[Start of section]

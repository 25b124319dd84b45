//! CLI module for the ledger

pub mod commands;

pub use commands::*;
//! Transaction ledger validation
//!
//! Checks a block's transaction list against the unspent output set:
//! every spend must reference a live output exactly once, carry a valid
//! signature from each owner it spends from, and not create more value
//! than it consumes. Exactly one reward transaction pays the producer.

use crate::config::{ChainConfig, SurplusPolicy};
use crate::core::transaction::{OutPoint, Transaction};
use crate::core::utxo::{StagedUtxos, UnspentOutputSet, UtxoDelta};
use crate::crypto::{is_digest_hex, is_lower_hex, public_key_from_hex, SIGNATURE_HEX_LEN};
use log::debug;
use std::collections::{BTreeSet, HashSet};
use thiserror::Error;

/// Ledger validation errors
#[derive(Error, Debug, Clone, PartialEq, Eq)]
pub enum LedgerError {
    #[error("Malformed transaction {tx_id}: {reason}")]
    MalformedTransaction { tx_id: String, reason: String },
    #[error("Transaction {tx_id} spends unknown output {outpoint}")]
    UnknownOutput { tx_id: String, outpoint: OutPoint },
    #[error("Transaction {tx_id} double-spends output {outpoint}")]
    DoubleSpend { tx_id: String, outpoint: OutPoint },
    #[error("Transaction {tx_id} is not signed by owner {owner}")]
    InvalidSignature { tx_id: String, owner: String },
    #[error("Transaction {tx_id} creates {output_total} from inputs worth {input_total}")]
    Overspend {
        tx_id: String,
        input_total: u128,
        output_total: u128,
    },
    #[error("Expected exactly one reward transaction, found {0}")]
    InvalidRewardCount(usize),
    #[error("Reward transaction {tx_id} pays {actual}, expected {expected}")]
    InvalidRewardAmount {
        tx_id: String,
        expected: u128,
        actual: u128,
    },
}

/// Result of staging a transaction list without committing it
#[derive(Debug, Clone)]
pub struct StagedBatch {
    /// Changes to apply to the unspent output set
    pub delta: UtxoDelta,
    /// Input value not assigned to outputs, summed over the batch
    pub surplus: u128,
    /// Id of the batch's reward transaction
    pub reward_tx_id: String,
}

impl StagedBatch {
    /// Apply the staged changes to `unspent`
    pub fn commit(self, unspent: &mut UnspentOutputSet) -> LedgerSummary {
        let summary = LedgerSummary {
            reward_tx_id: self.reward_tx_id,
            surplus: self.surplus,
            spent: self.delta.spent().count(),
            created: self.delta.created().count(),
        };
        self.delta.apply(unspent);
        summary
    }
}

/// Outcome of a committed batch
#[derive(Debug, Clone, PartialEq, Eq)]
pub struct LedgerSummary {
    pub reward_tx_id: String,
    pub surplus: u128,
    pub spent: usize,
    pub created: usize,
}

/// Structural sanity of a single transaction
pub fn check_transaction_data(tx: &Transaction) -> Result<(), LedgerError> {
    let malformed = |reason: String| LedgerError::MalformedTransaction {
        tx_id: tx.id.clone(),
        reason,
    };

    if !tx.fits_encoding() {
        return Err(malformed("field length exceeds the encodable limit".into()));
    }

    if !is_digest_hex(&tx.id) {
        return Err(malformed("id is not a 64 character hex digest".into()));
    }

    for (index, input) in tx.inputs.iter().enumerate() {
        if !is_digest_hex(&input.tx_id) {
            return Err(malformed(format!("input {} has malformed txId", index)));
        }
    }

    if tx.outputs.is_empty() {
        return Err(malformed("no outputs".into()));
    }

    for (index, output) in tx.outputs.iter().enumerate() {
        if public_key_from_hex(&output.owner).is_err() {
            return Err(malformed(format!("output {} has invalid owner key", index)));
        }
    }

    if let Some(signature) = &tx.signature {
        if !is_lower_hex(signature, SIGNATURE_HEX_LEN) {
            return Err(malformed("signature is not 128 hex characters".into()));
        }
    }

    if tx.is_reward() {
        if tx.signature.is_some() {
            return Err(malformed("reward transaction carries a signature".into()));
        }
        if tx.outputs.len() != 1 {
            return Err(malformed(format!(
                "reward transaction has {} outputs",
                tx.outputs.len()
            )));
        }
    }

    Ok(())
}

/// Validate `transactions` against `unspent` and stage, but do not apply, the result
pub fn stage_transactions(
    transactions: &[Transaction],
    unspent: &UnspentOutputSet,
    config: &ChainConfig,
) -> Result<StagedBatch, LedgerError> {
    let rewards: Vec<&Transaction> = transactions.iter().filter(|tx| tx.is_reward()).collect();
    let &[reward] = rewards.as_slice() else {
        return Err(LedgerError::InvalidRewardCount(rewards.len()));
    };

    let mut staged = StagedUtxos::new(unspent);
    let mut seen_ids = HashSet::new();
    let mut surplus: u128 = 0;

    for tx in transactions {
        check_transaction_data(tx)?;

        let id_taken = !seen_ids.insert(tx.id.as_str())
            || tx.outpoints().any(|(outpoint, _)| staged.get(&outpoint).is_some());
        if id_taken {
            return Err(LedgerError::MalformedTransaction {
                tx_id: tx.id.clone(),
                reason: "duplicate transaction id".into(),
            });
        }

        if !tx.is_reward() {
            surplus += stage_spend(tx, &mut staged)?;
        }

        for (outpoint, output) in tx.outpoints() {
            staged.create(outpoint, output.clone());
        }
    }

    let expected = u128::from(config.block_reward)
        + match config.surplus_policy {
            SurplusPolicy::Forfeit => 0,
            SurplusPolicy::RewardProducer => surplus,
        };
    let actual = reward.total_output();
    if actual != expected {
        return Err(LedgerError::InvalidRewardAmount {
            tx_id: reward.id.clone(),
            expected,
            actual,
        });
    }

    Ok(StagedBatch {
        delta: staged.into_delta(),
        surplus,
        reward_tx_id: reward.id.clone(),
    })
}

/// Validate `transactions` and, only if all of them pass, apply them to `unspent`
pub fn check_transactions(
    transactions: &[Transaction],
    unspent: &mut UnspentOutputSet,
    config: &ChainConfig,
) -> Result<LedgerSummary, LedgerError> {
    let batch = stage_transactions(transactions, unspent, config).map_err(|e| {
        debug!("Rejected transaction batch: {}", e);
        e
    })?;
    Ok(batch.commit(unspent))
}

/// Check one ordinary transaction against the staged view and stage its spends.
/// Returns the value it leaves unassigned.
fn stage_spend(tx: &Transaction, staged: &mut StagedUtxos<'_>) -> Result<u128, LedgerError> {
    let mut consumed = HashSet::new();
    let mut owners = BTreeSet::new();
    let mut input_total: u128 = 0;

    for input in &tx.inputs {
        let outpoint = input.outpoint();

        if staged.is_spent(&outpoint) || consumed.contains(&outpoint) {
            return Err(LedgerError::DoubleSpend {
                tx_id: tx.id.clone(),
                outpoint,
            });
        }

        let output = staged
            .get(&outpoint)
            .ok_or_else(|| LedgerError::UnknownOutput {
                tx_id: tx.id.clone(),
                outpoint: outpoint.clone(),
            })?;

        input_total += u128::from(output.amount);
        owners.insert(output.owner.clone());
        consumed.insert(outpoint);
    }

    for owner in owners {
        let signed = public_key_from_hex(&owner).map_or(false, |key| tx.is_signed_by(&key));
        if !signed {
            return Err(LedgerError::InvalidSignature {
                tx_id: tx.id.clone(),
                owner,
            });
        }
    }

    let output_total = tx.total_output();
    if output_total > input_total {
        return Err(LedgerError::Overspend {
            tx_id: tx.id.clone(),
            input_total,
            output_total,
        });
    }

    for outpoint in &consumed {
        staged.spend(outpoint);
    }

    Ok(input_total - output_total)
}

[End of section]

## YOUR ASSIGNMENT
Start at the first line of the entries above. Set down each line exactly through the one with "Apply the staged", and stop there.

## ANSWER BELOW
repository 25b124319dd84b45
//! CLI module for the ledger

pub mod commands;

pub use commands::*;
//! Transaction ledger validation
//!
//! Checks a block's transaction list against the unspent output set:
//! every spend must reference a live output exactly once, carry a valid
//! signature from each owner it spends from, and not create more value
//! than it consumes. Exactly one reward transaction pays the producer.

use crate::config::{ChainConfig, SurplusPolicy};
use crate::core::transaction::{OutPoint, Transaction};
use crate::core::utxo::{StagedUtxos, UnspentOutputSet, UtxoDelta};
use crate::crypto::{is_digest_hex, is_lower_hex, public_key_from_hex, SIGNATURE_HEX_LEN};
use log::debug;
use std::collections::{BTreeSet, HashSet};
use thiserror::Error;

/// Ledger validation errors
#[derive(Error, Debug, Clone, PartialEq, Eq)]
pub enum LedgerError {
    #[error("Malformed transaction {tx_id}: {reason}")]
    MalformedTransaction { tx_id: String, reason: String },
    #[error("Transaction {tx_id} spends unknown output {outpoint}")]
    UnknownOutput { tx_id: String, outpoint: OutPoint },
    #[error("Transaction {tx_id} double-spends output {outpoint}")]
    DoubleSpend { tx_id: String, outpoint: OutPoint },
    #[error("Transaction {tx_id} is not signed by owner {owner}")]
    InvalidSignature { tx_id: String, owner: String },
    #[error("Transaction {tx_id} creates {output_total} from inputs worth {input_total}")]
    Overspend {
        tx_id: String,
        input_total: u128,
        output_total: u128,
    },
    #[error("Expected exactly one reward transaction, found {0}")]
    InvalidRewardCount(usize),
    #[error("Reward transaction {tx_id} pays {actual}, expected {expected}")]
    InvalidRewardAmount {
        tx_id: String,
        expected: u128,
        actual: u128,
    },
}

/// Result of staging a transaction list without committing it
#[derive(Debug, Clone)]
pub struct StagedBatch {
    /// Changes to apply to the unspent output set
    pub delta: UtxoDelta,
    /// Input value not assigned to outputs, summed over the batch
    pub surplus: u128,
    /// Id of the batch's reward transaction
    pub reward_tx_id: String,
}

impl StagedBatch {
    /// Apply the staged changes to `unspent`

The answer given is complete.